= Tanglewood Jazz Festival =

The Tanglewood Jazz Festival was a summer music festival, featuring contemporary jazz artists. In 2012, the event was cancelled. It was held every year on Friday, Saturday, and Sunday of Labor Day weekend, in Lenox, Massachusetts. The festival was held since the early 1990s, at Tanglewood, which is an outdoor festival grounds, and the summer home of the Boston Symphony Orchestra during June, July, and August, and given over to the jazz festival on the final weekend of the season.

Friday night's concert by tradition featured Latin jazz music. Saturday afternoon usually featured pianist Marian McPartland and her guest, and also another concert as well.
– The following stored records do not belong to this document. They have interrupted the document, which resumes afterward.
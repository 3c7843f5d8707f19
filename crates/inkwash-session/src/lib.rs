// SPDX-License-Identifier: PMPL-1.0-or-later
// Copyright (c) 2026 Jonathan D.A. Jewell (hyperpolymath) <jonathan.jewell@open.ac.uk>
//
// Inkwash Session: the processing orchestrator. Owns the pristine source
// raster and the current settings, re-runs the filter whenever either changes,
// and keeps only the newest result visible.

pub mod ingest;
pub mod session;
pub mod state;

pub use ingest::{LoadedSource, check_input_size, ingest};
pub use session::{EditorSession, ExportedImage, ProcessingResult, RunOutcome};
pub use state::{SessionState, Settings};
// SPDX-License-Identifier: PMPL-1.0-or-later
// Copyright (c) 2026 Jonathan D.A. Jewell (hyperpolymath) <jonathan.jewell@open.ac.uk>
//
// Session lifecycle states and the user-adjustable settings.

use inkwash_core::{AppConfig, ExportFormat, ProcessMode, ProcessingRequest};

/// Where an editing session is in its lifecycle.
///
/// ```text
/// Empty --load--> Loaded --process--> Processing --ok--> Processed
///                                         |
///                                         +--err--> Failed
/// any --reset--> Empty
/// ```
#[derive(Debug, Clone, Copy, PartialEq, Eq, Default)]
pub enum SessionState {
    /// No source image.
    #[default]
    Empty,
    /// A source is held, nothing has been filtered yet.
    Loaded,
    /// A filter run is in flight.
    Processing,
    /// The newest run finished and its result is displayed.
    Processed,
    /// The newest load or run failed; any earlier source is still held.
    Failed,
}

impl SessionState {
    pub fn has_source(&self) -> bool {
        matches!(self, Self::Loaded | Self::Processing | Self::Processed | Self::Failed)
    }

    pub fn label(&self) -> &'static str {
        match self {
            Self::Empty => "No image",
            Self::Loaded => "Ready",
            Self::Processing => "Processing...",
            Self::Processed => "Done",
            Self::Failed => "Failed",
        }
    }
}

/// The knobs the user can turn between runs.
#[derive(Debug, Clone, Copy, PartialEq)]
pub struct Settings {
    pub mode: ProcessMode,
    pub threshold: u8,
    pub keep_transparency: bool,
    pub export_format: ExportFormat,
}

impl Settings {
    pub fn from_config(config: &AppConfig) -> Self {
        Self {
            mode: config.default_mode,
            threshold: config.default_threshold,
            keep_transparency: config.default_export_format.supports_alpha(),
            export_format: config.default_export_format,
        }
    }

    /// The filter invocation these settings describe.
    pub fn request(&self) -> ProcessingRequest {
        ProcessingRequest {
            mode: self.mode,
            threshold: self.threshold,
            keep_transparency: self.keep_transparency,
        }
    }

    /// Adopt the filter parameters of `request`, leaving the export format.
    pub fn apply(&mut self, request: ProcessingRequest) {
        self.mode = request.mode;
        self.threshold = request.threshold;
        self.keep_transparency = request.keep_transparency;
    }
}

impl Default for Settings {
    fn default() -> Self {
        Self::from_config(&AppConfig::default())
    }
}

#[cfg(test)]
mod tests {
    use super::*;

    #[test]
    fn jpeg_default_disables_transparency() {
        let config = AppConfig {
            default_export_format: ExportFormat::Jpeg,
            ..AppConfig::default()
        };
        let settings = Settings::from_config(&config);
        assert!(!settings.keep_transparency);
        assert!(Settings::default().keep_transparency);
    }

    #[test]
    fn apply_keeps_export_format() {
        let mut settings = Settings {
            export_format: ExportFormat::Jpeg,
            ..Settings::default()
        };
        settings.apply(ProcessingRequest::line_art(42));
        assert_eq!(settings.mode, ProcessMode::LineArt);
        assert_eq!(settings.threshold, 42);
        assert_eq!(settings.export_format, ExportFormat::Jpeg);
        assert_eq!(settings.request(), ProcessingRequest::line_art(42));
    }

    #[test]
    fn only_empty_has_no_source() {
        assert!(!SessionState::Empty.has_source());
        assert!(SessionState::Failed.has_source());
        assert!(SessionState::Processing.has_source());
    }
}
Saturday night usually featured the contemporary greats and is held in the main venue, known as the "shed". Sunday featured two concerts, one in the afternoon, and on in the evening, often featuring Dave Brubeck.

Artists who appeared include Miles Davis, Diana Krall, Wynton Marsalis, Natalie Cole, Ahmad Jamal, Donal Fox, Nancy Wilson, Roy Haynes, Roy Hargrove, Jimmy Smith, Freddie Hubbard, Ray Charles, Hiromi Uehara, and many more.

The festival is known for its contributions to jazz culture.